Content starts

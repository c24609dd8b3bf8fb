pub mod inspect;
pub mod run;

use anyhow::anyhow;
use flatpub_build::{BuildError, RetryConfig, RetryingRunner, Skopeo, TokioCommandRunner};
use flatpub_config::FlatpubConfig;
use std::path::Path;
use std::sync::Arc;

/// Load the config from an explicit path, or from discovery
pub fn load_config(path: Option<&Path>) -> anyhow::Result<FlatpubConfig> {
    let config = match path {
        Some(path) => FlatpubConfig::load(path)?,
        None => FlatpubConfig::load_or_default()?,
    };
    Ok(config)
}

/// skopeo with transient failures retried
pub fn skopeo(config: &FlatpubConfig) -> Skopeo {
    let runner = RetryingRunner::new(TokioCommandRunner, RetryConfig::from(&config.retry));
    Skopeo::new(config.skopeo.clone(), Arc::new(runner))
}

pub fn user_error(err: BuildError) -> anyhow::Error {
    anyhow!(err.user_message())
}
//! Chunked export stream adapter
//!
//! A container export arrives as a sequence of byte chunks of arbitrary size.
//! Archive readers want to ask for "the next N bytes" instead, so
//! [`StreamAdapter`] re-frames the chunk sequence into sized reads while
//! holding at most one partially consumed chunk.

use bytes::Bytes;
use std::io::{self, Read};

pub struct StreamAdapter<I> {
    source: I,
    /// Current chunk and the offset of its first unread byte
    pending: Option<(Bytes, usize)>,
    exhausted: bool,
}

impl<I> StreamAdapter<I>
where
    I: Iterator<Item = io::Result<Bytes>>,
{
    pub fn new(source: I) -> Self {
        Self {
            source,
            pending: None,
            exhausted: false,
        }
    }

    /// Read up to `count` bytes
    ///
    /// The result is shorter than `count` only when the source has run dry.
    /// `count == 0` never touches the source.
    pub fn read_up_to(&mut self, count: usize) -> io::Result<Vec<u8>> {
        let mut out = Vec::with_capacity(count.min(64 * 1024));
        while out.len() < count {
            let Some((chunk, offset)) = self.current_chunk()? else {
                break;
            };
            let take = (count - out.len()).min(chunk.len() - *offset);
            out.extend_from_slice(&chunk[*offset..*offset + take]);
            *offset += take;
            self.release_if_drained();
        }
        Ok(out)
    }

    /// Drop the pending chunk. Safe to call more than once.
    pub fn close(&mut self) {
        self.pending = None;
    }

    /// Bytes held back from the last partially consumed chunk
    pub fn pending_len(&self) -> usize {
        self.pending
            .as_ref()
            .map(|(chunk, offset)| chunk.len() - offset)
            .unwrap_or(0)
    }

    pub fn is_exhausted(&self) -> bool {
        self.exhausted && self.pending.is_none()
    }

    /// Make sure a chunk with unread bytes is pending, pulling from the
    /// source only when the previous one is used up.
    fn current_chunk(&mut self) -> io::Result<Option<&mut (Bytes, usize)>> {
        while self.pending.is_none() {
            if self.exhausted {
                return Ok(None);
            }
            match self.source.next() {
                Some(Ok(chunk)) if chunk.is_empty() => continue,
                Some(Ok(chunk)) => self.pending = Some((chunk, 0)),
                Some(Err(e)) => return Err(e),
                None => self.exhausted = true,
            }
        }
        Ok(self.pending.as_mut())
    }

    fn release_if_drained(&mut self) {
        if let Some((chunk, offset)) = &self.pending {
            if *offset >= chunk.len() {
                self.pending = None;
            }
        }
    }
}

impl<I> Read for StreamAdapter<I>
where
    I: Iterator<Item = io::Result<Bytes>>,
{
    fn read(&mut self, buf: &mut [u8]) -> io::Result<usize> {
        let mut filled = 0;
        while filled < buf.len() {
            let Some((chunk, offset)) = self.current_chunk()? else {
                break;
            };
            let take = (buf.len() - filled).min(chunk.len() - *offset);
            buf[filled..filled + take].copy_from_slice(&chunk[*offset..*offset + take]);
            *offset += take;
            filled += take;
            self.release_if_drained();
        }
        Ok(filled)
    }
}

/// Build an adapter over in-memory chunks
pub fn from_chunks<C>(chunks: C) -> StreamAdapter<impl Iterator<Item = io::Result<Bytes>>>
where
    C: IntoIterator,
    C::Item: Into<Bytes>,
{
    StreamAdapter::new(chunks.into_iter().map(|c| Ok(c.into())))
}

#[cfg(test)]
mod tests {
    use super::*;
    use std::cell::Cell;
    use std::rc::Rc;

    fn chunks() -> Vec<&'static [u8]> {
        vec![
            &b"hello"[..],
            &b" "[..],
            &b""[..],
            &b"chunked world"[..],
            &b"!"[..],
        ]
    }

    fn concat() -> Vec<u8> {
        chunks().concat()
    }

    #[test]
    fn test_reassembles_with_mixed_read_sizes() {
        for sizes in [
            vec![1usize, 2, 3, 100],
            vec![5, 1, 13, 1, 0, 10],
            vec![20, 0],
            vec![4, 4, 4, 4, 4, 4],
            vec![0, 0, 7, 50],
        ] {
            let mut adapter = from_chunks(chunks());
            let mut out = Vec::new();
            for size in &sizes {
                out.extend(adapter.read_up_to(*size).unwrap());
            }
            // drain whatever the size list left behind
            out.extend(adapter.read_up_to(usize::MAX / 2).unwrap());
            assert_eq!(out, concat(), "read sizes {:?}", sizes);
        }
    }

    /// Small deterministic generator so failures reproduce
    struct Lcg(u64);

    impl Lcg {
        fn below(&mut self, bound: usize) -> usize {
            self.0 = self
                .0
                .wrapping_mul(6364136223846793005)
                .wrapping_add(1442695040888963407);
            ((self.0 >> 33) as usize) % bound.max(1)
        }
    }

    #[test]
    fn test_reassembles_generated_chunkings() {
        let mut rng = Lcg(0x5eed);
        for len in 0..96usize {
            for _ in 0..8 {
                let data: Vec<u8> = (0..len).map(|i| (i * 31 + len) as u8).collect();

                // random cut points, including empty chunks
                let mut chunks = Vec::new();
                let mut rest = &data[..];
                while !rest.is_empty() || rng.below(4) == 0 {
                    let take = rng.below(rest.len().min(24) + 1);
                    chunks.push(rest[..take].to_vec());
                    rest = &rest[take..];
                    if rest.is_empty() && chunks.len() > len + 4 {
                        break;
                    }
                }

                let mut adapter = from_chunks(chunks.clone());
                let mut out = Vec::new();
                let mut sizes = Vec::new();
                loop {
                    // sizes up to several chunks wide, zero included
                    let size = rng.below(64);
                    sizes.push(size);
                    let read = adapter.read_up_to(size).unwrap();
                    assert!(read.len() <= size);
                    let short = read.len() < size;
                    out.extend(read);
                    if short {
                        assert_eq!(out.len(), len, "short read before end, sizes {:?}", sizes);
                        break;
                    }
                }

                assert_eq!(out, data, "chunks {:?} sizes {:?}", chunks, sizes);
                assert!(adapter.read_up_to(8).unwrap().is_empty());
            }
        }
    }

    #[test]
    fn test_read_spanning_chunks_is_full_length() {
        let mut adapter = from_chunks(chunks());
        let out = adapter.read_up_to(8).unwrap();
        assert_eq!(out, b"hello ch");
        assert_eq!(adapter.pending_len(), "unked world".len());
    }

    #[test]
    fn test_read_zero_does_not_pull() {
        let pulls = Rc::new(Cell::new(0));
        let counter = pulls.clone();
        let source = vec![Bytes::from_static(b"abc")].into_iter().map(move |c| {
            counter.set(counter.get() + 1);
            Ok(c)
        });
        let mut adapter = StreamAdapter::new(source);

        assert!(adapter.read_up_to(0).unwrap().is_empty());
        assert_eq!(pulls.get(), 0);
        assert_eq!(adapter.pending_len(), 0);

        assert_eq!(adapter.read_up_to(1).unwrap(), b"a");
        assert_eq!(pulls.get(), 1);
        assert!(adapter.read_up_to(0).unwrap().is_empty());
        assert_eq!(adapter.pending_len(), 2);
    }

    #[test]
    fn test_pulls_only_what_is_needed() {
        let pulls = Rc::new(Cell::new(0));
        let counter = pulls.clone();
        let source = (0..10u8).map(move |i| {
            counter.set(counter.get() + 1);
            Ok(Bytes::from(vec![i; 4]))
        });
        let mut adapter = StreamAdapter::new(source);

        adapter.read_up_to(4).unwrap();
        assert_eq!(pulls.get(), 1);
        adapter.read_up_to(5).unwrap();
        assert_eq!(pulls.get(), 3);
    }

    #[test]
    fn test_reads_after_exhaustion_return_short() {
        let mut adapter = from_chunks(vec![&b"xyz"[..]]);
        assert_eq!(adapter.read_up_to(10).unwrap(), b"xyz");
        assert!(adapter.is_exhausted());
        assert!(adapter.read_up_to(10).unwrap().is_empty());
        assert!(adapter.read_up_to(1).unwrap().is_empty());
    }

    #[test]
    fn test_source_error_propagates() {
        let source = vec![
            Ok(Bytes::from_static(b"ok")),
            Err(io::Error::other("export broke")),
        ]
        .into_iter();
        let mut adapter = StreamAdapter::new(source);

        assert_eq!(adapter.read_up_to(2).unwrap(), b"ok");
        let err = adapter.read_up_to(1).unwrap_err();
        assert_eq!(err.to_string(), "export broke");
    }

    #[test]
    fn test_close_is_idempotent() {
        let mut adapter = from_chunks(vec![&b"abcdef"[..]]);
        adapter.read_up_to(2).unwrap();
        adapter.close();
        adapter.close();
        assert_eq!(adapter.pending_len(), 0);
    }

    #[test]
    fn test_io_read_impl() {
        let mut adapter = from_chunks(chunks());
        let mut out = Vec::new();
        adapter.read_to_end(&mut out).unwrap();
        assert_eq!(out, concat());

        let mut buf = [0u8; 4];
        assert_eq!(adapter.read(&mut buf).unwrap(), 0);
    }
}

Content ends

Task requirements:
Wherever the line holding "((self.0 >> 33)" falls in the entries above, copy exactly from it through the line holding "for _ in 0..8", inclusive, and add nothing.

Reply:
            ((self.0 >> 33) as usize) % bound.max(1)
        }
    }

    #[test]
    fn test_reassembles_generated_chunkings() {
        let mut rng = Lcg(0x5eed);
        for len in 0..96usize {
            for _ in 0..8 {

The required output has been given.